- **Exercise**: What lines of the listing below contain the word "Skipping"? Copy each of them out.

- **Dataset excerpts**:
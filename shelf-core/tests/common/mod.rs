//! Shared helpers for shelf-core integration tests

use shelf_core::Record;
use std::sync::Once;

/// Initialize logging for tests (only once per test run)
static INIT: Once = Once::new();

pub fn init_test_logging() {
    INIT.call_once(|| {
        use tracing_subscriber::{layer::SubscriberExt, util::SubscriberInitExt};

        let _ = tracing_subscriber::registry()
            .with(
                tracing_subscriber::fmt::layer()
                    .with_test_writer()
                    .with_target(true)
                    .with_level(true),
            )
            .with(tracing_subscriber::filter::EnvFilter::from_default_env())
            .try_init();
    });
}

/// A mixed catalog: well-formed, absent and malformed availability across
/// three genres
pub fn mixed_catalog() -> Vec<Record> {
    vec![
        Record::new(1, "Clean Architecture", "Robert C. Martin", 2017, "Programming")
            .available_at("A2-15"),
        Record::new(2, "the CLEAN coder", "Robert C. Martin", 2011, "Programming")
            .checked_out_until("2024-12-01"),
        Record::new(3, "SPQR", "Mary Beard", 2015, "History"),
        Record::new(4, "Design Patterns", "Gang of Four", 1994, "Software Engineering")
            .with_availability(shelf_core::Availability::from_parts(
                Some("available".to_string()),
                None,
                None,
            )),
        Record::new(5, "The Histories", "Herodotus", -430, "History").available_at("H1"),
        Record::new(6, "Refactoring", "Martin Fowler", 1999, "Programming"),
    ]
}

pub fn ids(records: &[&Record]) -> Vec<u64> {
    records.iter().map(|record| record.id).collect()
}
//! Built-in seed data and record-set lookups

use serde::{Deserialize, Serialize};
use std::collections::{HashMap, HashSet};

use crate::record::Record;

/// Genre descriptions of the demo catalog
pub const BUILTIN_CATEGORIES: &[(&str, &str)] = &[
    (
        "Programming",
        "Books about programming languages and techniques",
    ),
    (
        "Software Engineering",
        "Books about software design and architecture",
    ),
];

/// The demo catalog shipped with the CLI.
///
/// Record 3 deliberately has no availability.
pub fn demo_records() -> Vec<Record> {
    vec![
        Record::new(1, "The Clean Coder", "Robert C. Martin", 2011, "Programming")
            .available_at("A1-23"),
        Record::new(2, "You Don't Know JS", "Kyle Simpson", 2014, "Programming")
            .checked_out_until("2024-12-01"),
        Record::new(3, "Design Patterns", "Gang of Four", 1994, "Software Engineering"),
        Record::new(4, "Clean Architecture", "Robert C. Martin", 2017, "Programming")
            .available_at("A2-15"),
    ]
}

/// Distinct authors in first-seen order
pub fn unique_authors(records: &[Record]) -> Vec<&str> {
    let mut seen = HashSet::new();
    records
        .iter()
        .map(|record| record.author.as_str())
        .filter(|author| seen.insert(*author))
        .collect()
}

/// Human readable descriptions of genres.
///
/// Serializes as a plain `{genre: description}` map.
#[derive(Debug, Clone, Default, PartialEq, Eq, Serialize, Deserialize)]
#[serde(transparent)]
pub struct CategoryDescriptions {
    descriptions: HashMap<String, String>,
}

impl CategoryDescriptions {
    pub fn new() -> Self {
        Self::default()
    }

    /// Descriptions for the genres of the demo catalog
    pub fn builtin() -> Self {
        let mut descriptions = Self::new();
        for (genre, description) in BUILTIN_CATEGORIES {
            descriptions.insert(*genre, *description);
        }
        descriptions
    }

    pub fn insert(&mut self, genre: impl Into<String>, description: impl Into<String>) {
        self.descriptions.insert(genre.into(), description.into());
    }

    pub fn describe(&self, genre: &str) -> Option<&str> {
        self.descriptions.get(genre).map(String::as_str)
    }

    pub fn len(&self) -> usize {
        self.descriptions.len()
    }

    pub fn is_empty(&self) -> bool {
        self.descriptions.is_empty()
    }
}
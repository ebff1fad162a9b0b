//! Result caching for pure functions

use std::collections::HashMap;
use std::marker::PhantomData;

use serde::Serialize;
use tracing::debug;

use crate::Result;

/// Caches the results of a pure function.
///
/// Results are keyed by the JSON serialization of the argument, so two
/// structurally equal arguments share one cache slot.
pub struct Memoize<A, R, F>
where
    A: Serialize + ?Sized,
    R: Clone,
    F: Fn(&A) -> R,
{
    func: F,
    cache: HashMap<String, R>,
    _arg: PhantomData<fn(&A)>,
}

impl<A, R, F> Memoize<A, R, F>
where
    A: Serialize + ?Sized,
    R: Clone,
    F: Fn(&A) -> R,
{
    pub fn new(func: F) -> Self {
        Self {
            func,
            cache: HashMap::new(),
            _arg: PhantomData,
        }
    }

    /// Return the cached result for `arg`, computing it on first use.
    ///
    /// Fails only if `arg` cannot be serialized into a cache key.
    pub fn call(&mut self, arg: &A) -> Result<R> {
        let key = serde_json::to_string(arg)?;

        if let Some(result) = self.cache.get(&key) {
            debug!(key = %key, "Returning cached result");
            return Ok(result.clone());
        }

        debug!(key = %key, "Computing new result");
        let result = (self.func)(arg);
        self.cache.insert(key, result.clone());
        Ok(result)
    }

    /// Number of cached results
    pub fn len(&self) -> usize {
        self.cache.len()
    }

    pub fn is_empty(&self) -> bool {
        self.cache.is_empty()
    }

    pub fn clear(&mut self) {
        self.cache.clear();
    }
}

#[cfg(test)]
mod tests {
    use super::*;
    use crate::query::{search, SearchCriteria};
    use crate::store::demo_records;
    use pretty_assertions::assert_eq;
    use std::cell::Cell;

    #[test]
    fn test_second_call_hits_cache() {
        let calls = Cell::new(0);
        let mut square = Memoize::new(|n: &i64| {
            calls.set(calls.get() + 1);
            n * n
        });

        assert_eq!(square.call(&4).unwrap(), 16);
        assert_eq!(square.call(&4).unwrap(), 16);
        assert_eq!(calls.get(), 1);

        assert_eq!(square.call(&5).unwrap(), 25);
        assert_eq!(calls.get(), 2);
        assert_eq!(square.len(), 2);

        square.clear();
        assert!(square.is_empty());
        assert_eq!(square.call(&4).unwrap(), 16);
        assert_eq!(calls.get(), 3);
    }

    #[test]
    fn test_memoized_search_counts() {
        let records = demo_records();
        let mut count_matches =
            Memoize::new(|criteria: &SearchCriteria| search(&records, criteria, false).len());

        let clean = SearchCriteria::new().title("clean");
        assert_eq!(count_matches.call(&clean).unwrap(), 2);
        assert_eq!(count_matches.call(&clean.clone()).unwrap(), 2);
        assert_eq!(count_matches.len(), 1);

        let martin = SearchCriteria::new().author("Martin");
        assert_eq!(count_matches.call(&martin).unwrap(), 2);
        assert_eq!(count_matches.len(), 2);
    }
}
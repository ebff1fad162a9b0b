//! Plain-text renderings of records

use crate::record::{Availability, Record};

/// Label for the availability status column
pub fn status_label(availability: &Availability) -> &'static str {
    availability.known_status().unwrap_or("unknown")
}

/// One-line availability description
pub fn format_availability(availability: &Availability) -> String {
    match availability {
        Availability::Available { location } => format!("Available at {location}"),
        Availability::CheckedOut { due_date } => format!("Checked out (Due: {due_date})"),
        Availability::Absent | Availability::Unknown { .. } => "Status unknown".to_string(),
    }
}

/// `"{title} by {author} ({year}) - {availability}"`
///
/// Undated records render the year as `n.d.`.
pub fn record_summary(record: &Record) -> String {
    let year = record
        .year
        .map_or_else(|| "n.d.".to_string(), |year| year.to_string());

    format!(
        "{} by {} ({}) - {}",
        record.title,
        record.author,
        year,
        format_availability(&record.availability)
    )
}

/// Lift a per-record formatter to a whole slice
pub fn formatter<T, F>(format: F) -> impl Fn(&[Record]) -> Vec<T>
where
    F: Fn(&Record) -> T,
{
    move |records: &[Record]| records.iter().map(&format).collect()
}

#[cfg(test)]
mod tests {
    use super::*;
    use crate::store::demo_records;
    use pretty_assertions::assert_eq;

    #[test]
    fn test_format_availability() {
        let records = demo_records();

        assert_eq!(format_availability(&records[0].availability), "Available at A1-23");
        assert_eq!(
            format_availability(&records[1].availability),
            "Checked out (Due: 2024-12-01)"
        );
        assert_eq!(format_availability(&records[2].availability), "Status unknown");

        let malformed = Availability::from_parts(Some("available".to_string()), None, None);
        assert_eq!(format_availability(&malformed), "Status unknown");
        assert_eq!(status_label(&malformed), "unknown");
    }

    #[test]
    fn test_record_summary() {
        let records = demo_records();

        assert_eq!(
            record_summary(&records[0]),
            "The Clean Coder by Robert C. Martin (2011) - Available at A1-23"
        );

        let undated = records[2].clone().without_year();
        assert_eq!(
            record_summary(&undated),
            "Design Patterns by Gang of Four (n.d.) - Status unknown"
        );
    }

    #[test]
    fn test_formatter_maps_every_record() {
        let titles = formatter(|record: &Record| record.title.to_uppercase());
        let records = demo_records();

        assert_eq!(
            titles(&records[..2]),
            vec!["THE CLEAN CODER".to_string(), "YOU DON'T KNOW JS".to_string()]
        );
        assert!(titles(&[]).is_empty());
    }
}
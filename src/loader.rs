//! Baseline loading from a Criterion result tree.
//!
//! Criterion stores one estimates file per benchmark per baseline:
//!
//! ```text
//! <root>/<group>/<bench_id>[/<param>]/<baseline>/estimates.json
//! ```
//!
//! The benchmark identity is every path segment before the baseline
//! directory, e.g. `status/gitr/small` for
//! `target/criterion/status/gitr/small/main/estimates.json`.

use crate::error::{CompareError, Result};
use crate::model::{BenchmarkId, Snapshot};
use serde::Deserialize;
use std::collections::BTreeSet;
use std::fs;
use std::path::{Component, Path, PathBuf};
use tracing::{debug, info, trace, warn};
use walkdir::WalkDir;

/// Name of the per-benchmark data file.
pub const ESTIMATES_FILE: &str = "estimates.json";

/// Default result tree root, relative to the working directory.
pub const DEFAULT_CRITERION_DIR: &str = "target/criterion";

/// Criterion writes relative-change estimates under this directory name.
/// It sits where a baseline would but is not one.
const CHANGE_DIR: &str = "change";

#[derive(Debug, Deserialize)]
struct Estimates {
    mean: Estimate,
}

#[derive(Debug, Deserialize)]
struct Estimate {
    point_estimate: f64,
}

/// Reads baselines out of one result tree.
#[derive(Debug, Clone)]
pub struct BaselineLoader {
    root: PathBuf,
}

impl BaselineLoader {
    #[must_use]
    pub fn new(root: impl Into<PathBuf>) -> Self {
        Self { root: root.into() }
    }

    /// Load the snapshot for `baseline`.
    ///
    /// A missing root yields an empty snapshot. Duplicate identities keep the
    /// last value visited.
    ///
    /// # Errors
    ///
    /// Returns an error if any matching estimates file is unreadable or
    /// malformed.
    pub fn load(&self, baseline: &str) -> Result<Snapshot> {
        let mut snapshot = Snapshot::new();

        for (dir, file) in self.estimate_files() {
            let segments = relative_segments(&self.root, &dir);
            let Some(id) = identity_for(&segments, baseline) else {
                trace!(dir = %dir.display(), baseline, "Skipping directory");
                continue;
            };

            let mean_ns = read_mean_ns(&file)?;
            debug!(benchmark = %id, mean_ns, "Loaded estimate");
            if let Some(previous) = snapshot.insert(id, mean_ns) {
                debug!(previous, "Duplicate benchmark identity; keeping later value");
            }
        }

        info!(
            baseline,
            root = %self.root.display(),
            benchmarks = snapshot.len(),
            "Loaded baseline"
        );
        Ok(snapshot)
    }

    /// Load the base and PR baselines, treating an empty one as fatal.
    ///
    /// Both are read before either is checked, so a malformed file is
    /// reported ahead of a missing baseline.
    ///
    /// # Errors
    ///
    /// Returns [`CompareError::MissingBaseline`] for the first empty
    /// snapshot (base before PR), plus any error from
    /// [`BaselineLoader::load`].
    pub fn load_pair(&self, base: &str, pr: &str) -> Result<(Snapshot, Snapshot)> {
        let base_snapshot = self.load(base)?;
        let pr_snapshot = self.load(pr)?;

        for (role, name, snapshot) in [("base", base, &base_snapshot), ("PR", pr, &pr_snapshot)] {
            if snapshot.is_empty() {
                let available = self.available_baselines();
                return Err(CompareError::missing_baseline(
                    role,
                    name,
                    self.root.clone(),
                    available,
                ));
            }
        }
        Ok((base_snapshot, pr_snapshot))
    }

    /// Names of every baseline directory holding an estimates file.
    #[must_use]
    pub fn available_baselines(&self) -> Vec<String> {
        let names: BTreeSet<String> = self
            .estimate_files()
            .into_iter()
            .filter_map(|(dir, _)| {
                relative_segments(&self.root, &dir)
                    .last()
                    .filter(|name| name.as_str() != CHANGE_DIR)
                    .cloned()
            })
            .collect();
        names.into_iter().collect()
    }

    /// Every `(directory, estimates file)` pair under the root, in a stable
    /// order. Entries that cannot be read are skipped.
    fn estimate_files(&self) -> Vec<(PathBuf, PathBuf)> {
        if !self.root.is_dir() {
            warn!(root = %self.root.display(), "Result tree root does not exist");
            return Vec::new();
        }

        let mut found = Vec::new();
        for entry in WalkDir::new(&self.root).sort_by_file_name() {
            let entry = match entry {
                Ok(entry) => entry,
                Err(err) => {
                    warn!(
                        path = ?err.path().map(Path::display),
                        error = %err,
                        "Skipping unreadable entry in result tree"
                    );
                    continue;
                }
            };
            if entry.file_type().is_dir() || entry.file_name() != ESTIMATES_FILE {
                continue;
            }
            let Some(dir) = entry.path().parent() else {
                continue;
            };
            found.push((dir.to_path_buf(), entry.path().to_path_buf()));
        }
        found
    }
}

/// Path segments of `dir` relative to `root`.
fn relative_segments(root: &Path, dir: &Path) -> Vec<String> {
    let relative = dir.strip_prefix(root).unwrap_or(dir);
    relative
        .components()
        .filter_map(|component| match component {
            Component::Normal(part) => Some(part.to_string_lossy().into_owned()),
            _ => None,
        })
        .collect()
}

/// Index of the first segment equal to `baseline`.
///
/// Linear scan, O(depth); depth is the nesting of the result tree.
fn baseline_position(segments: &[String], baseline: &str) -> Option<usize> {
    segments.iter().position(|segment| segment == baseline)
}

/// Identity for a directory: the segments before the baseline segment.
///
/// `None` if the baseline is absent or is the first segment.
fn identity_for(segments: &[String], baseline: &str) -> Option<BenchmarkId> {
    match baseline_position(segments, baseline)? {
        0 => None,
        idx => Some(BenchmarkId::new(segments[..idx].iter().cloned())),
    }
}

/// Read `mean.point_estimate` from an estimates file.
fn read_mean_ns(path: &Path) -> Result<f64> {
    let contents = fs::read_to_string(path)?;
    let estimates: Estimates =
        serde_json::from_str(&contents).map_err(|err| CompareError::MalformedEstimate {
            path: path.to_path_buf(),
            reason: err.to_string(),
        })?;

    let mean_ns = estimates.mean.point_estimate;
    if mean_ns < 0.0 {
        return Err(CompareError::MalformedEstimate {
            path: path.to_path_buf(),
            reason: format!("mean.point_estimate is negative ({mean_ns})"),
        });
    }
    Ok(mean_ns)
}
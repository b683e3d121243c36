//! Pairing and classification of two baseline snapshots.

use crate::error::{CompareError, Result};
use crate::filter::SubjectFilter;
use crate::model::{BenchmarkId, Comparison, Outcome, Snapshot};
use std::collections::BTreeSet;
use tracing::debug;

/// Default regression threshold in percent.
pub const DEFAULT_THRESHOLD: f64 = 5.0;

/// Percentage change from `base` to `candidate`. Positive means slower.
#[must_use]
pub fn percent_change(base: f64, candidate: f64) -> f64 {
    (candidate - base) / base * 100.0
}

/// Classify an unrounded percentage change.
///
/// Strict on both sides: a change equal to `threshold` (or `-threshold`) is
/// `Ok`. The threshold is used as given, even when zero or negative.
#[must_use]
pub fn classify(pct: f64, threshold: f64) -> Outcome {
    if pct > threshold {
        Outcome::Regression
    } else if pct < -threshold {
        Outcome::Improvement
    } else {
        Outcome::Ok
    }
}

/// Compare `candidate` against `base`.
///
/// Covers every identity in either snapshot that passes `filter`, ordered by
/// identity.
///
/// # Errors
///
/// Returns [`CompareError::ZeroBaseTiming`] if a benchmark present in both
/// snapshots has a base timing of zero.
pub fn compare(
    base: &Snapshot,
    candidate: &Snapshot,
    threshold: f64,
    filter: &SubjectFilter,
) -> Result<Vec<Comparison>> {
    let keys: BTreeSet<&BenchmarkId> = base
        .keys()
        .chain(candidate.keys())
        .filter(|id| filter.belongs_to_subject(id))
        .collect();

    let mut results = Vec::with_capacity(keys.len());
    for id in keys {
        let row = match (base.get(id), candidate.get(id)) {
            (None, Some(&pr_ns)) => Comparison::new_benchmark(id.clone(), pr_ns),
            (Some(&base_ns), None) => Comparison::removed(id.clone(), base_ns),
            (Some(&base_ns), Some(&pr_ns)) => {
                if base_ns == 0.0 {
                    return Err(CompareError::ZeroBaseTiming {
                        benchmark: id.to_string(),
                    });
                }
                let pct = percent_change(base_ns, pr_ns);
                Comparison::measured(id.clone(), base_ns, pr_ns, pct, classify(pct, threshold))
            }
            (None, None) => continue,
        };
        debug!(benchmark = %row.benchmark, status = %row.status, pct = ?row.pct_change, "Classified");
        results.push(row);
    }

    Ok(results)
}
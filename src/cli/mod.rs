//! CLI definitions and entry point.

use crate::config::CliOverrides;
use clap::Parser;
use std::path::PathBuf;

pub mod compare;

/// Compare two Criterion baselines and report regressions.
///
/// Writes bench-results.json and bench-results.md. Regressions are reported
/// in `has_regression`, not in the exit code.
#[derive(Parser, Debug)]
#[command(name = "bench-compare", author, version, about, long_about = None)]
pub struct Cli {
    /// Base baseline name (e.g. "main")
    #[arg(long, env = "BENCH_COMPARE_BASE")]
    pub base: String,

    /// PR baseline name (e.g. "pr")
    #[arg(long, env = "BENCH_COMPARE_PR")]
    pub pr: String,

    /// Regression threshold in percent [default: 5.0]
    #[arg(long, allow_negative_numbers = true)]
    pub threshold: Option<f64>,

    /// Criterion output directory [default: target/criterion]
    #[arg(long)]
    pub criterion_dir: Option<PathBuf>,

    /// Marker token of the implementation under test [default: gitr]
    ///
    /// Also turns off an `all-benchmarks` setting from the config file or
    /// environment.
    #[arg(long, conflicts_with = "all_benchmarks")]
    pub subject: Option<String>,

    /// Compare every benchmark, not only the subject's
    #[arg(long)]
    pub all_benchmarks: bool,

    /// Path of the JSON report [default: bench-results.json]
    #[arg(long)]
    pub json_output: Option<PathBuf>,

    /// Path of the Markdown report [default: bench-results.md]
    #[arg(long)]
    pub markdown_output: Option<PathBuf>,

    /// Config file (default: ./bench-compare.yaml if present)
    #[arg(long)]
    pub config: Option<PathBuf>,

    /// Emit errors as JSON on stderr
    #[arg(long)]
    pub json: bool,

    /// Write logs as JSON lines to this file instead of stderr
    #[arg(long)]
    pub log_file: Option<PathBuf>,

    /// Increase logging verbosity (-v, -vv)
    #[arg(short, long, action = clap::ArgAction::Count)]
    pub verbose: u8,

    /// Quiet mode (no summary, errors only)
    #[arg(short, long)]
    pub quiet: bool,
}

impl Cli {
    /// Flags that take part in config precedence.
    #[must_use]
    pub fn overrides(&self) -> CliOverrides {
        CliOverrides {
            threshold: self.threshold,
            criterion_dir: self.criterion_dir.clone(),
            subject: self.subject.clone(),
            all_benchmarks: self.all_benchmarks.then_some(true),
            json_output: self.json_output.clone(),
            markdown_output: self.markdown_output.clone(),
        }
    }
}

- **Your response**:
                trace!(dir = %dir.display(), baseline, "Skipping directory");
                        "Skipping unreadable entry in result tree"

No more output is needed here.